Whether one agrees with his outlook or not, the fact remains that one cannot fail to be stirred by the intensely fiery spirit of Iqbal’s rhetorical writing. He is a leader. He sweeps everything before him like a great wind swirling through a forest of pines. He would re-create Islam, an active, non-Imperialistic, non-sensual Islam. In his own words, he is “the voice of the poet of To-morrow.” As Mr. R. A. Nicholson (his translator) says, the book “Asrar-i-Khudi” (Secrets of the Self), from which I have taken the extracts, “presents certain obscurities which no translation can entirely remove.” That is, of course, to European readers or to those not conversant with Persian poetry. For the book was originally written in Persian.
“Although the language of Hind is sweet as sugar, Yet sweeter is the fashion of Persian speech.”
He is an inspiring philosopher.
“Thou art fire: fill the world with thy glow! Make others burn with thy burning!
* * * * *
Up, and re-inspire every living soul!”
I have spoken of the Youth of India, but the contributors to this volume range in age from the twenties to the seventies. There is little need for me to speak of Rabindranath Tagore. Mr. Edward Thompson (to whom I am indebted for the three translations) has acted in a Boswellian capacity, and the poet is as well known in England as are the great poets of our own nationality. I would draw attention, however, to the beautiful concluding lines of “Urvasi”:
“On the night of full moon, when the world brims with laughter, Memory, from somewhere far away, pipes a flute that brings unrest, The tears gush out! Yet in that weeping of the spirit Hope wakes and lives; Ah, Unfettered One!”
The flute-call of memory bringing restlessness and a strange peace on its liquid cadences. And a dimness of tears to stir the dust of Hope to life. “Ah, Unfettered One!” I have included some translations of Indian songs as sung by native singers, because I thought they might be of interest from an indigenous point of view. Dr. Ananda Coomaraswamy, of the Museum of Fine Arts, Boston, Mass., is responsible for their English rendering. The one commencing “Quietly come, O Beauty, come,” has a mystical meaning. We drift then into the Punjab, the Land of Five Waters, and find Puran Singh, the Sikh poet, breathing the musk of God-love through nostrils ever open to receive a spiritual fragrance.
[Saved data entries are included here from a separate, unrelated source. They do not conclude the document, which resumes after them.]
//! Error types for the promforge-catalog crate.

use thiserror::Error;

/// Errors that can occur while working with the template catalog.
#[derive(Debug, Error)]
pub enum CatalogError {
    /// No template is registered under the given name.
    ///
    /// The template vocabulary is a closed, compile-time-known set, so a
    /// missing key is a programmer error. Callers should fail fast rather
    /// than fall back to an empty query, which would render a silently
    /// wrong dashboard panel.
    #[error("template not found: {name}")]
    TemplateNotFound {
        /// The template name that was not found.
        name: String,
    },

    /// An underlying expression could not be constructed.
    #[error(transparent)]
    Expr(#[from] promforge_expr::ExprError),
}

/// Result type for catalog operations.
pub type Result<T> = std::result::Result<T, CatalogError>;
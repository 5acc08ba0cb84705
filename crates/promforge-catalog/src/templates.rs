//! The canonical named query templates.
//!
//! Each template is a parameterized expression over the dashboard variables
//! `$namespace` and `$job`, carried as ordinary matcher values and resolved
//! by the dashboarding layer at render time, not here. The vocabulary is a
//! closed, compile-time-known set; dashboards reference templates by the
//! name constants below.

use std::time::Duration;

use promforge_expr::{Expr, LabelMatcher, MetricName, VectorSelector};

use crate::error::Result;
use crate::percentage::{CounterSpec, error_case_percentage};

/// Per-second object storage operation rate, by job and operation.
pub const BUCKET_OPERATION_RATE: &str = "BucketOperationRate";
/// Percentage of failed object storage operations, by job and operation.
pub const BUCKET_OPERATION_ERRORS: &str = "BucketOperationErrors";
/// p99 object storage operation latency, by job and operation.
pub const BUCKET_OPERATION_DURATION_QUANTILE: &str = "BucketOperationDurationQuantile";
/// Per-second HTTP request rate, by job, handler, and code.
pub const REQUEST_RATE: &str = "RequestRate";
/// Percentage of HTTP requests answered with a 5xx code, by job and handler.
pub const REQUEST_ERRORS: &str = "RequestErrors";
/// p99 HTTP request latency, by job and handler.
pub const REQUEST_DURATION_QUANTILE: &str = "RequestDurationQuantile";

/// The default rate window used by the canonical templates.
const RATE_WINDOW: Duration = Duration::from_secs(300);

/// Matchers binding a selector to the dashboard's namespace and job
/// variables.
fn variable_matchers() -> Result<Vec<LabelMatcher>> {
    Ok(vec![
        LabelMatcher::eq("namespace", "$namespace")?,
        LabelMatcher::regex("job", "$job")?,
    ])
}

fn selector(metric: &str) -> Result<VectorSelector> {
    Ok(VectorSelector::new(
        MetricName::new(metric)?,
        variable_matchers()?,
    ))
}

fn rate_sum(metric: &str, grouping: &[&str]) -> Result<Expr> {
    Ok(Expr::sum_by(
        grouping,
        Expr::rate(selector(metric)?, RATE_WINDOW),
    )?)
}

fn duration_quantile(bucket_metric: &str, grouping: &[&str]) -> Result<Expr> {
    Ok(Expr::histogram_quantile(
        0.99,
        rate_sum(bucket_metric, grouping)?,
    ))
}

fn counter_spec(metric: &str) -> Result<CounterSpec> {
    let mut spec = CounterSpec::new(MetricName::new(metric)?, RATE_WINDOW);
    for matcher in variable_matchers()? {
        spec = spec.matcher(matcher);
    }
    Ok(spec)
}

fn bucket_operation_errors() -> Result<Expr> {
    error_case_percentage(
        &counter_spec("objstore_bucket_operation_failures_total")?,
        &counter_spec("objstore_bucket_operations_total")?,
        &["job", "operation"],
    )
}

fn request_errors() -> Result<Expr> {
    let failure =
        counter_spec("http_requests_total")?.matcher(LabelMatcher::regex("code", "5..")?);
    error_case_percentage(&failure, &counter_spec("http_requests_total")?, &["job", "handler"])
}

/// Builds the default template set.
pub(crate) fn defaults() -> Result<Vec<(String, Expr)>> {
    Ok(vec![
        (
            BUCKET_OPERATION_RATE.to_string(),
            rate_sum("objstore_bucket_operations_total", &["job", "operation"])?,
        ),
        (
            BUCKET_OPERATION_ERRORS.to_string(),
            bucket_operation_errors()?,
        ),
        (
            BUCKET_OPERATION_DURATION_QUANTILE.to_string(),
            duration_quantile(
                "objstore_bucket_operation_duration_seconds_bucket",
                &["job", "operation", "le"],
            )?,
        ),
        (
            REQUEST_RATE.to_string(),
            rate_sum("http_requests_total", &["job", "handler", "code"])?,
        ),
        (REQUEST_ERRORS.to_string(), request_errors()?),
        (
            REQUEST_DURATION_QUANTILE.to_string(),
            duration_quantile("http_request_duration_seconds_bucket", &["job", "handler", "le"])?,
        ),
    ])
}

#[cfg(test)]
mod tests {
    use super::*;

    #[test]
    fn defaults_cover_the_full_vocabulary() {
        let templates = defaults().unwrap();
        let names: Vec<&str> = templates.iter().map(|(n, _)| n.as_str()).collect();
        assert_eq!(
            names,
            vec![
                BUCKET_OPERATION_RATE,
                BUCKET_OPERATION_ERRORS,
                BUCKET_OPERATION_DURATION_QUANTILE,
                REQUEST_RATE,
                REQUEST_ERRORS,
                REQUEST_DURATION_QUANTILE,
            ]
        );
    }

    #[test]
    fn bucket_operation_rate_renders_expected_query() {
        let templates = defaults().unwrap();
        let (_, expr) = &templates[0];
        assert_eq!(
            expr.to_string(),
            "sum by (job, operation) (rate(objstore_bucket_operations_total\
             {namespace=\"$namespace\", job=~\"$job\"}[5m]))"
        );
    }

    #[test]
    fn every_template_carries_the_dashboard_variables() {
        for (name, expr) in defaults().unwrap() {
            let rendered = expr.to_string();
            assert!(
                rendered.contains("namespace=\"$namespace\""),
                "{name} missing namespace variable: {rendered}"
            );
            assert!(
                rendered.contains("job=~\"$job\""),
                "{name} missing job variable: {rendered}"
            );
        }
    }

    mod shape_tests {
        use super::*;
        use test_case::test_case;

        #[test_case(BUCKET_OPERATION_RATE, "sum by (job, operation) (" ; "bucket rate")]
        #[test_case(BUCKET_OPERATION_ERRORS, "100 * sum by (job, operation) (" ; "bucket errors")]
        #[test_case(BUCKET_OPERATION_DURATION_QUANTILE, "histogram_quantile(0.99, " ; "bucket quantile")]
        #[test_case(REQUEST_RATE, "sum by (job, handler, code) (" ; "request rate")]
        #[test_case(REQUEST_ERRORS, "100 * sum by (job, handler) (" ; "request errors")]
        #[test_case(REQUEST_DURATION_QUANTILE, "histogram_quantile(0.99, " ; "request quantile")]
        fn template_renders_expected_shape(name: &str, prefix: &str) {
            let templates = defaults().unwrap();
            let (_, expr) = templates.iter().find(|(n, _)| n.as_str() == name).unwrap();
            assert!(
                expr.to_string().starts_with(prefix),
                "{name} does not start with {prefix:?}: {expr}"
            );
        }
    }

    #[test]
    fn request_errors_keeps_the_code_matcher_on_the_numerator_only() {
        let templates = defaults().unwrap();
        let (_, expr) = templates
            .iter()
            .find(|(n, _)| n.as_str() == REQUEST_ERRORS)
            .unwrap();
        assert_eq!(expr.to_string().matches("code=~\"5..\"").count(), 1);
    }

    #[test]
    fn quantile_groupings_include_le() {
        let templates = defaults().unwrap();
        for name in [BUCKET_OPERATION_DURATION_QUANTILE, REQUEST_DURATION_QUANTILE] {
            let (_, expr) = templates.iter().find(|(n, _)| n.as_str() == name).unwrap();
            assert!(expr.to_string().contains("le"));
            assert!(expr.to_string().starts_with("histogram_quantile(0.99, "));
        }
    }
}
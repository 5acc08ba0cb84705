//! Label matchers and the matcher merge algorithm.
//!
//! This module provides the types used to select time series by label:
//! - [`MatchOp`]: The comparison operator of a matcher
//! - [`LabelMatcher`]: A single `name <op> "value"` predicate
//! - [`merge_matchers`]: Merge an incoming matcher list into an existing one

use serde::{Deserialize, Serialize};

use crate::error::{ExprError, Result};

/// The comparison operator of a label matcher.
#[derive(Debug, Clone, Copy, PartialEq, Eq, Hash, Serialize, Deserialize)]
#[serde(rename_all = "snake_case")]
pub enum MatchOp {
    /// Exact equality (`=`).
    Equal,
    /// Exact inequality (`!=`).
    NotEqual,
    /// Regular expression match (`=~`).
    RegexMatch,
    /// Negated regular expression match (`!~`).
    RegexNoMatch,
}

impl MatchOp {
    /// Returns the PromQL token for this operator.
    #[must_use]
    pub const fn as_str(&self) -> &'static str {
        match self {
            Self::Equal => "=",
            Self::NotEqual => "!=",
            Self::RegexMatch => "=~",
            Self::RegexNoMatch => "!~",
        }
    }
}

impl std::fmt::Display for MatchOp {
    fn fmt(&self, f: &mut std::fmt::Formatter<'_>) -> std::fmt::Result {
        write!(f, "{}", self.as_str())
    }
}

/// A single label-selection predicate.
///
/// Matchers are immutable value types. Their identity for merge purposes is
/// the label name alone: when a later matcher shares a name with an earlier
/// one, the operator and value are replaced wholesale.
///
/// An empty value with [`MatchOp::Equal`] is legal PromQL (it selects series
/// where the label is absent) and is never filtered out.
#[derive(Debug, Clone, PartialEq, Eq, Serialize, Deserialize)]
pub struct LabelMatcher {
    /// The label name being matched.
    pub name: String,
    /// The value to compare against.
    pub value: String,
    /// The comparison operator.
    pub op: MatchOp,
}

impl LabelMatcher {
    /// Creates a new matcher with the given operator.
    ///
    /// # Errors
    ///
    /// Returns `ExprError::InvalidLabelName` if the label name is not a
    /// valid PromQL label name.
    pub fn new(name: impl Into<String>, value: impl Into<String>, op: MatchOp) -> Result<Self> {
        let name = name.into();
        if !is_valid_label_name(&name) {
            return Err(ExprError::InvalidLabelName { name });
        }
        Ok(Self {
            name,
            value: value.into(),
            op,
        })
    }

    /// Creates an equality matcher (`name="value"`).
    ///
    /// # Errors
    ///
    /// Returns `ExprError::InvalidLabelName` if the label name is invalid.
    pub fn eq(name: impl Into<String>, value: impl Into<String>) -> Result<Self> {
        Self::new(name, value, MatchOp::Equal)
    }

    /// Creates an inequality matcher (`name!="value"`).
    ///
    /// # Errors
    ///
    /// Returns `ExprError::InvalidLabelName` if the label name is invalid.
    pub fn neq(name: impl Into<String>, value: impl Into<String>) -> Result<Self> {
        Self::new(name, value, MatchOp::NotEqual)
    }

    /// Creates a regex matcher (`name=~"value"`).
    ///
    /// # Errors
    ///
    /// Returns `ExprError::InvalidLabelName` if the label name is invalid.
    pub fn regex(name: impl Into<String>, value: impl Into<String>) -> Result<Self> {
        Self::new(name, value, MatchOp::RegexMatch)
    }

    /// Creates a negated regex matcher (`name!~"value"`).
    ///
    /// # Errors
    ///
    /// Returns `ExprError::InvalidLabelName` if the label name is invalid.
    pub fn not_regex(name: impl Into<String>, value: impl Into<String>) -> Result<Self> {
        Self::new(name, value, MatchOp::RegexNoMatch)
    }
}

impl std::fmt::Display for LabelMatcher {
    fn fmt(&self, f: &mut std::fmt::Formatter<'_>) -> std::fmt::Result {
        write!(
            f,
            "{}{}\"{}\"",
            self.name,
            self.op,
            escape_label_value(&self.value)
        )
    }
}

/// Checks whether a string is a valid PromQL label name.
///
/// Label names must be non-empty, start with a letter or underscore, and
/// contain only alphanumeric characters and underscores.
#[must_use]
pub fn is_valid_label_name(name: &str) -> bool {
    let mut chars = name.chars();
    match chars.next() {
        Some(c) if c.is_ascii_alphabetic() || c == '_' => {}
        _ => return false,
    }
    chars.all(|c| c.is_ascii_alphanumeric() || c == '_')
}

/// Escapes a label value for embedding in a double-quoted PromQL string.
#[must_use]
pub fn escape_label_value(value: &str) -> String {
    let mut escaped = String::with_capacity(value.len());
    for c in value.chars() {
        match c {
            '\\' => escaped.push_str("\\\\"),
            '"' => escaped.push_str("\\\""),
            '\n' => escaped.push_str("\\n"),
            _ => escaped.push(c),
        }
    }
    escaped
}

/// Merges an incoming matcher list into an existing one.
///
/// For each incoming matcher, an existing matcher with the same name is
/// replaced in place (preserving its position for deterministic rendering);
/// otherwise the incoming matcher is appended at the end. Duplicate names
/// within `incoming` collapse last-wins.
///
/// Neither input is mutated; the result is a new, independently owned list.
#[must_use]
pub fn merge_matchers(existing: &[LabelMatcher], incoming: &[LabelMatcher]) -> Vec<LabelMatcher> {
    let mut merged = existing.to_vec();
    for matcher in incoming {
        match merged.iter_mut().find(|m| m.name == matcher.name) {
            Some(slot) => *slot = matcher.clone(),
            None => merged.push(matcher.clone()),
        }
    }
    merged
}
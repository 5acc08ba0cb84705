//! Error types for the promforge-expr crate.

use thiserror::Error;

/// Errors that can occur while constructing PromQL expressions.
#[derive(Debug, Error)]
pub enum ExprError {
    /// The metric name is invalid (empty or contains invalid characters).
    #[error("invalid metric name: {reason}")]
    InvalidMetricName {
        /// The reason the name is invalid.
        reason: String,
    },

    /// The label name is invalid (empty or contains invalid characters).
    #[error("invalid label name: {name:?}")]
    InvalidLabelName {
        /// The label name that was rejected.
        name: String,
    },

    /// A function call was built with the wrong number of arguments.
    #[error("wrong arity for {func}: expected {expected}, got {got}")]
    WrongArity {
        /// The PromQL function name.
        func: &'static str,
        /// The number of arguments the function takes.
        expected: usize,
        /// The number of arguments that were supplied.
        got: usize,
    },
}

/// Result type for expression operations.
pub type Result<T> = std::result::Result<T, ExprError>;

#[cfg(test)]
mod tests {
    use super::*;

    #[test]
    fn error_display_invalid_metric_name() {
        let err = ExprError::InvalidMetricName {
            reason: "empty name".to_string(),
        };
        assert_eq!(err.to_string(), "invalid metric name: empty name");
    }

    #[test]
    fn error_display_invalid_label_name() {
        let err = ExprError::InvalidLabelName {
            name: "bad-label".to_string(),
        };
        assert_eq!(err.to_string(), "invalid label name: \"bad-label\"");
    }

    #[test]
    fn error_display_wrong_arity() {
        let err = ExprError::WrongArity {
            func: "histogram_quantile",
            expected: 2,
            got: 1,
        };
        assert_eq!(
            err.to_string(),
            "wrong arity for histogram_quantile: expected 2, got 1"
        );
    }
}
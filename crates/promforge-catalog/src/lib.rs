//! Named PromQL query templates and ratio helpers for dashboards.
//!
//! `promforge-catalog` holds the canonical, named query fragments that
//! dashboards reference by symbolic key, plus the error-case percentage
//! helper that builds `100 * sum(rate(failures)) / sum(rate(total))`
//! ratios with consistent grouping on both sides.
//!
//! # Features
//!
//! - **Template registry**: An explicit owned object with lookup, expand,
//!   and last-write-wins override; missing keys fail fast instead of
//!   rendering a silently wrong panel
//! - **Canonical templates**: Object storage operation rate/errors/latency
//!   and HTTP request rate/errors/latency, parameterized over the
//!   `$namespace`/`$job` dashboard variables
//! - **Ratio helper**: One grouping argument drives both sides of the
//!   error-percentage division, so mismatched `by (...)` clauses are
//!   unrepresentable
//!
//! # Example
//!
//! ```rust
//! use promforge_catalog::{TemplateRegistry, templates};
//! use promforge_expr::LabelMatcher;
//!
//! let registry = TemplateRegistry::with_defaults().unwrap();
//!
//! // Expand a template for one dashboard panel.
//! let query = registry
//!     .expand(
//!         templates::REQUEST_RATE,
//!         &[LabelMatcher::eq("namespace", "prod").unwrap()],
//!     )
//!     .unwrap();
//!
//! assert!(query.to_string().contains("namespace=\"prod\""));
//! ```

pub mod error;
pub mod percentage;
pub mod registry;
pub mod templates;

// Re-export main types at crate root
pub use error::{CatalogError, Result};
pub use percentage::{CounterSpec, error_case_percentage};
pub use registry::TemplateRegistry;
//! Rendering expression trees back to PromQL source text.
//!
//! Rendering is pure and deterministic. The compact form (`Display`, or
//! [`Expr::render`] with indent 0) produces a single line; a positive indent
//! produces multi-line output with aggregate bodies, call arguments, and
//! parenthesized children nested one level deeper. Re-parsing the output
//! with a standard PromQL parser reconstructs an equivalent tree for
//! matcher sets and operator structure.

use std::fmt::Write as _;
use std::time::Duration;

use crate::expr::{BinOp, Expr, MatrixSelector, VectorSelector};

/// Formats a duration in PromQL notation (`5m`, `1h30m`, `90s` as `1m30s`).
///
/// Components render largest unit first and zero components are omitted; a
/// zero duration renders as `0s`. Sub-millisecond precision is truncated.
#[must_use]
pub fn format_duration(duration: Duration) -> String {
    let mut secs = duration.as_secs();
    let millis = duration.subsec_millis();

    if secs == 0 && millis == 0 {
        return "0s".to_string();
    }

    let days = secs / 86_400;
    secs %= 86_400;
    let hours = secs / 3_600;
    secs %= 3_600;
    let minutes = secs / 60;
    secs %= 60;

    let mut out = String::new();
    for (amount, unit) in [
        (days, "d"),
        (hours, "h"),
        (minutes, "m"),
        (secs, "s"),
        (u64::from(millis), "ms"),
    ] {
        if amount > 0 {
            let _ = write!(out, "{amount}{unit}");
        }
    }
    out
}

impl std::fmt::Display for VectorSelector {
    fn fmt(&self, f: &mut std::fmt::Formatter<'_>) -> std::fmt::Result {
        write!(f, "{}", self.metric())?;
        if self.matchers().is_empty() {
            return Ok(());
        }
        write!(f, "{{")?;
        for (i, matcher) in self.matchers().iter().enumerate() {
            if i > 0 {
                write!(f, ", ")?;
            }
            write!(f, "{matcher}")?;
        }
        write!(f, "}}")
    }
}

impl std::fmt::Display for MatrixSelector {
    fn fmt(&self, f: &mut std::fmt::Formatter<'_>) -> std::fmt::Result {
        write!(f, "{}[{}]", self.vector, format_duration(self.range))
    }
}

/// Whether a binary operand needs parentheses to preserve evaluation order.
///
/// All supported operators are left-associative, so a right-hand child of
/// equal precedence needs parentheses while a left-hand one does not.
fn operand_needs_parens(parent: BinOp, child: &Expr, is_rhs: bool) -> bool {
    match child {
        Expr::Binary(b) => {
            b.op.precedence() < parent.precedence()
                || (is_rhs && b.op.precedence() == parent.precedence())
        }
        _ => false,
    }
}

impl std::fmt::Display for Expr {
    fn fmt(&self, f: &mut std::fmt::Formatter<'_>) -> std::fmt::Result {
        match self {
            Self::Vector(v) => write!(f, "{v}"),
            Self::Matrix(m) => write!(f, "{m}"),
            Self::Aggregate(a) => {
                write!(f, "{}", a.op.as_str())?;
                if a.grouping.is_empty() {
                    write!(f, "({})", a.body)
                } else {
                    write!(f, " by ({}) ({})", a.grouping.join(", "), a.body)
                }
            }
            Self::Binary(b) => {
                if operand_needs_parens(b.op, &b.lhs, false) {
                    write!(f, "({})", b.lhs)?;
                } else {
                    write!(f, "{}", b.lhs)?;
                }
                write!(f, " {} ", b.op.as_str())?;
                if operand_needs_parens(b.op, &b.rhs, true) {
                    write!(f, "({})", b.rhs)
                } else {
                    write!(f, "{}", b.rhs)
                }
            }
            Self::Call(c) => {
                write!(f, "{}(", c.func.name())?;
                for (i, arg) in c.args.iter().enumerate() {
                    if i > 0 {
                        write!(f, ", ")?;
                    }
                    write!(f, "{arg}")?;
                }
                write!(f, ")")
            }
            Self::Number(n) => write!(f, "{n}"),
            Self::Paren(e) => write!(f, "({e})"),
        }
    }
}

impl Expr {
    /// Renders the expression to PromQL source text.
    ///
    /// An `indent` of 0 produces the compact single-line form (identical to
    /// `Display`); a positive `indent` produces multi-line output indented
    /// by that many spaces per nesting level.
    #[must_use]
    pub fn render(&self, indent: usize) -> String {
        if indent == 0 {
            return self.to_string();
        }
        let mut out = String::new();
        write_pretty(&mut out, self, indent, 0);
        out
    }
}

fn write_pretty(out: &mut String, expr: &Expr, width: usize, level: usize) {
    let pad = " ".repeat(width * level);
    match expr {
        Expr::Vector(_) | Expr::Matrix(_) | Expr::Number(_) => {
            let _ = write!(out, "{pad}{expr}");
        }
        Expr::Aggregate(a) => {
            let _ = write!(out, "{pad}{}", a.op.as_str());
            if a.grouping.is_empty() {
                out.push_str("(\n");
            } else {
                let _ = write!(out, " by ({}) (\n", a.grouping.join(", "));
            }
            write_pretty(out, &a.body, width, level + 1);
            let _ = write!(out, "\n{pad})");
        }
        Expr::Binary(b) => {
            write_operand(out, b.op, &b.lhs, false, width, level);
            let _ = write!(out, "\n{pad}{}\n", b.op.as_str());
            write_operand(out, b.op, &b.rhs, true, width, level);
        }
        Expr::Call(c) => {
            let _ = write!(out, "{pad}{}(\n", c.func.name());
            for (i, arg) in c.args.iter().enumerate() {
                if i > 0 {
                    out.push_str(",\n");
                }
                write_pretty(out, arg, width, level + 1);
            }
            let _ = write!(out, "\n{pad})");
        }
        Expr::Paren(e) => {
            let _ = write!(out, "{pad}(\n");
            write_pretty(out, e, width, level + 1);
            let _ = write!(out, "\n{pad})");
        }
    }
}

fn write_operand(
    out: &mut String,
    parent: BinOp,
    child: &Expr,
    is_rhs: bool,
    width: usize,
    level: usize,
) {
    if operand_needs_parens(parent, child, is_rhs) {
        let pad = " ".repeat(width * level);
        let _ = write!(out, "{pad}(\n");
        write_pretty(out, child, width, level + 1);
        let _ = write!(out, "\n{pad})");
    } else {
        write_pretty(out, child, width, level);
    }
}
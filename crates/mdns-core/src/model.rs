use serde::{Deserialize, Serialize};
use std::net::{IpAddr, SocketAddr};

/// A peer seen while browsing, identified by its full instance name,
/// e.g. "study-pc._adrop._tcp.local.".
#[derive(Debug, Clone, PartialEq, Eq, Serialize, Deserialize)]
pub struct PeerRecord {
    pub fullname: String,
}

/// Connectable address produced by resolving one chosen peer. Used exactly
/// once to open the transfer connection.
#[derive(Debug, Clone, Copy, PartialEq, Eq, Serialize, Deserialize)]
pub struct ResolvedAddress {
    pub host: IpAddr,
    pub port: u16,
}

impl ResolvedAddress {
    pub fn socket_addr(&self) -> SocketAddr {
        SocketAddr::new(self.host, self.port)
    }
}
use crate::model::PeerRecord;
use crate::SERVICE_TYPE;
use anyhow::Result;
use mdns_sd::{ServiceDaemon, ServiceEvent};
use std::collections::HashSet;
use std::time::Instant;

/// Name-deduplicated, insertion-ordered accumulation of browse answers.
/// Duplicate announcements (re-broadcasts, multiple interfaces) collapse to
/// one record per instance name.
#[derive(Default)]
pub struct BrowseCollector {
    seen: HashSet<String>,
    peers: Vec<PeerRecord>,
}

impl BrowseCollector {
    /// Record one observed instance name. Returns true the first time a name
    /// is seen.
    pub fn observe(&mut self, fullname: &str) -> bool {
        if !self.seen.insert(fullname.to_string()) {
            return false;
        }
        self.peers.push(PeerRecord {
            fullname: fullname.to_string(),
        });
        true
    }

    pub fn into_peers(self) -> Vec<PeerRecord> {
        self.peers
    }
}

/// Browse for adrop peers over a fixed wall-clock window and return the
/// deduplicated snapshot. The daemon pushes events as instances answer; the
/// caller sees one finite result set once the window elapses. Zero peers is a
/// valid outcome, not an error.
pub fn browse_window(window: std::time::Duration) -> Result<Vec<PeerRecord>> {
    let daemon = ServiceDaemon::new()?;
    let receiver = daemon.browse(SERVICE_TYPE)?;
    let mut collector = BrowseCollector::default();

    let deadline = Instant::now() + window;
    loop {
        let remaining = deadline.saturating_duration_since(Instant::now());
        if remaining.is_zero() {
            break;
        }
        match receiver.recv_timeout(remaining) {
            Ok(ServiceEvent::ServiceFound(_ty, fullname)) => {
                if collector.observe(&fullname) {
                    tracing::info!("found '{}'", fullname);
                }
            }
            Ok(ServiceEvent::ServiceResolved(info)) => {
                if collector.observe(info.get_fullname()) {
                    tracing::info!("found '{}'", info.get_fullname());
                }
            }
            Ok(_) => {}
            // Timed out (window over) or daemon gone; either way the
            // snapshot is final.
            Err(_) => break,
        }
    }

    let _ = daemon.stop_browse(SERVICE_TYPE);
    let _ = daemon.shutdown();
    Ok(collector.into_peers())
}

#[cfg(test)]
mod tests {
    use super::*;

    #[test]
    fn duplicate_announcements_collapse() {
        let mut collector = BrowseCollector::default();
        assert!(collector.observe("a._adrop._tcp.local."));
        assert!(collector.observe("b._adrop._tcp.local."));
        assert!(!collector.observe("a._adrop._tcp.local."));

        let peers = collector.into_peers();
        assert_eq!(peers.len(), 2);
        assert_eq!(peers[0].fullname, "a._adrop._tcp.local.");
        assert_eq!(peers[1].fullname, "b._adrop._tcp.local.");
    }
}
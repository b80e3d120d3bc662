use crate::SERVICE_TYPE;
use anyhow::Result;
use mdns_sd::{ServiceDaemon, ServiceEvent};

/// Diagnostic mode: print every discovery and resolution event for the adrop
/// service type until the process is interrupted. Not part of the transfer
/// path.
pub fn scan_all() -> Result<()> {
    let daemon = ServiceDaemon::new()?;
    let receiver = daemon.browse(SERVICE_TYPE)?;

    loop {
        match receiver.recv() {
            Ok(ServiceEvent::SearchStarted(ty)) => println!("searching '{}'", ty),
            Ok(ServiceEvent::ServiceFound(ty, fullname)) => {
                println!("service instance '{}' ({})", fullname, ty)
            }
            Ok(ServiceEvent::ServiceResolved(info)) => {
                for addr in info.get_addresses() {
                    println!(
                        "host '{}' at {} port {} for '{}'",
                        info.get_hostname(),
                        addr,
                        info.get_port(),
                        info.get_fullname()
                    );
                }
            }
            Ok(ServiceEvent::ServiceRemoved(_ty, fullname)) => {
                println!("service instance '{}' gone", fullname)
            }
            Ok(_) => {}
            Err(_) => break,
        }
    }
    Ok(())
}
“The dew is falling everywhere, And wet is every rose. The gentle breath of heaven blows.”
It blows the perfume of the Beauty that is Worship into the heart of this devout enthusiast. His mind is a casket that holds the most precious gems of the Sikh religion and ideals, and gives them forth to an unenlightened world. Nanak, Gobind, Teg Bahadur, the names of the Ten Masters (whose lives he has written) sound in his ears day and night.
The loneliness of exile rings through the quivering poems of Manmohan Ghose.
“Lost is that country, and all but forgotten ’Mid these chill breezes ...”
All true poets love trees; Manmohan Ghose is no exception:
“Willow sweet, willow sad, willow by the river, Taught by pensive love to droop, where ceaseless waters shiver.”
Mrs. Pankajini Basu is represented by one poem, “Basanta Panchami,” a description of the famous Spring Festival. One line, in particular, stands out: “Ever sorrowful, ever ill-starred, are we women of Bengal, all of us,” and, one might add, ever devout, ever faithful. The eternal question of Indian womanhood cannot be dismissed with a shrug of the shoulders. Mrs. Naidu’s lines:
“What further need hath she of loveliness Whom Death hath parted from her lord’s caress?”
seem to strike at the heart of the matter. Time alone will solve a problem which at the moment is very vexed indeed. It would seem almost that in their poems these Indian women express all the fullness of their hearts in love-songs, hymns of conjugal devotion, lamentations, praise of physical beauty, and tributes of faith. Emotional outlets of warm, loyal natures, yet always with the underlying sadness that is the birthright of Hind, like an anthem at evening or the eyes of a convent sister. Melancholy glides like pearly vapour through “The Island Grave” of Sri Aurobindo Ghose:
“And I will meet thee in that lonely place, Then the grey dawn shall end my hateful days And death admit me to the silent ways.”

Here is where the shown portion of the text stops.